──────── INFORMATION SHOWN
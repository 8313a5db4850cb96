//! Chat surfaces: where cards and replies are rendered.
//!
//! A turn sends one card, refreshes it while the answer streams in and
//! finishes it with the complete answer.  Blocking output modes skip the
//! card and reply once.

pub mod bridge;
pub mod console;

use std::time::Instant;

use serde::{Deserialize, Serialize};

use sr_domain::error::Result;
use sr_domain::trace::TraceEvent;

pub use bridge::HttpBridgeSurface;
pub use console::ConsoleSurface;

// ━━━━━━━━━━━━━━━━━━━━━━━━━━━━━━━━━━━━━━━━━━━━━━━━━━━━━━━━━━━━━━━━━━
// Reply target
// ━━━━━━━━━━━━━━━━━━━━━━━━━━━━━━━━━━━━━━━━━━━━━━━━━━━━━━━━━━━━━━━━━━

#[derive(Debug, Clone, Copy, Default, PartialEq, Eq, Serialize, Deserialize)]
#[serde(rename_all = "lowercase")]
pub enum ChatType {
    #[default]
    Direct,
    Group,
}

impl ChatType {
    /// Numeric code used by the question log (1 direct, 2 group).
    pub fn code(self) -> u8 {
        match self {
            Self::Direct => 1,
            Self::Group => 2,
        }
    }

    /// Parse the front-end's `conversation_type` field (`"2"` is a group).
    pub fn from_conversation_type(raw: &str) -> Self {
        if raw == "2" {
            Self::Group
        } else {
            Self::Direct
        }
    }
}

/// Where a turn's output is delivered.  Opaque to the pipeline.
#[derive(Debug, Clone, Default, Serialize, Deserialize)]
pub struct ReplyTarget {
    pub chat_type: ChatType,
    /// Group conversation for group cards.
    #[serde(default, skip_serializing_if = "Option::is_none")]
    pub open_conversation_id: Option<String>,
    /// Recipient of direct cards.
    #[serde(default, skip_serializing_if = "Option::is_none")]
    pub staff_id: Option<String>,
    /// Short-lived webhook for plain replies.
    #[serde(default, skip_serializing_if = "Option::is_none")]
    pub session_webhook: Option<String>,
}

// ━━━━━━━━━━━━━━━━━━━━━━━━━━━━━━━━━━━━━━━━━━━━━━━━━━━━━━━━━━━━━━━━━━
// Card content
// ━━━━━━━━━━━━━━━━━━━━━━━━━━━━━━━━━━━━━━━━━━━━━━━━━━━━━━━━━━━━━━━━━━

#[derive(Debug, Clone, Copy, PartialEq, Eq, Serialize)]
#[serde(rename_all = "lowercase")]
pub enum CardStage {
    /// Partial answer, more to come.
    Streaming,
    /// Complete answer.
    Final,
    /// The turn failed after the card was sent.
    Failed,
}

impl CardStage {
    pub fn as_str(self) -> &'static str {
        match self {
            Self::Streaming => "streaming",
            Self::Final => "final",
            Self::Failed => "failed",
        }
    }
}

#[derive(Debug, Clone, PartialEq, Eq)]
pub struct CardContent {
    pub text: String,
    pub stage: CardStage,
}

impl CardContent {
    pub fn streaming(text: impl Into<String>) -> Self {
        Self {
            text: text.into(),
            stage: CardStage::Streaming,
        }
    }

    pub fn final_answer(text: impl Into<String>) -> Self {
        Self {
            text: text.into(),
            stage: CardStage::Final,
        }
    }

    pub fn failed(text: impl Into<String>) -> Self {
        Self {
            text: text.into(),
            stage: CardStage::Failed,
        }
    }
}

/// Render card data in the front-end's standard card layout.  Streaming
/// cards carry `title` in the header; finished cards drop the header.
pub fn render_card(title: Option<&str>, text: &str) -> serde_json::Value {
    let mut card = serde_json::json!({
        "config": { "autoLayout": true, "enableForward": true },
        "contents": [
            { "type": "markdown", "text": text, "id": "answer" }
        ],
    });
    if let Some(title) = title {
        card["header"] = serde_json::json!({
            "title": { "type": "text", "text": title },
        });
    }
    card
}

// ━━━━━━━━━━━━━━━━━━━━━━━━━━━━━━━━━━━━━━━━━━━━━━━━━━━━━━━━━━━━━━━━━━
// Surface trait
// ━━━━━━━━━━━━━━━━━━━━━━━━━━━━━━━━━━━━━━━━━━━━━━━━━━━━━━━━━━━━━━━━━━

#[async_trait::async_trait]
pub trait CardSurface: Send + Sync {
    /// Post a new, empty streaming card identified by `card_id`.
    async fn send_card(&self, card_id: &str, reply: &ReplyTarget) -> Result<()>;

    /// Replace the content of an existing card.
    async fn update_card(&self, card_id: &str, content: &CardContent) -> Result<()>;

    async fn reply_text(&self, reply: &ReplyTarget, text: &str) -> Result<()>;

    async fn reply_markdown(&self, reply: &ReplyTarget, title: &str, text: &str) -> Result<()>;
}

/// Update a card, logging the outcome.  Failures are never retried.
pub async fn push_update(surface: &dyn CardSurface, card_id: &str, content: &CardContent) -> bool {
    let started = Instant::now();
    let result = surface.update_card(card_id, content).await;
    let ok = result.is_ok();

    TraceEvent::CardUpdate {
        card_id: card_id.to_owned(),
        stage: content.stage.as_str().to_owned(),
        ok,
        duration_ms: started.elapsed().as_millis() as u64,
    }
    .emit();

    if let Err(e) = result {
        tracing::warn!(card_id, stage = content.stage.as_str(), error = %e, "card update failed");
    }
    ok
}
────────────────
* **PROBLEM REQUIREMENTS**
Every line of the listing that holds "started" should be found and copied.

* **SOLUTION TO THE EXERCISE**
    let started = Instant::now();
        duration_ms: started.elapsed().as_millis() as u64,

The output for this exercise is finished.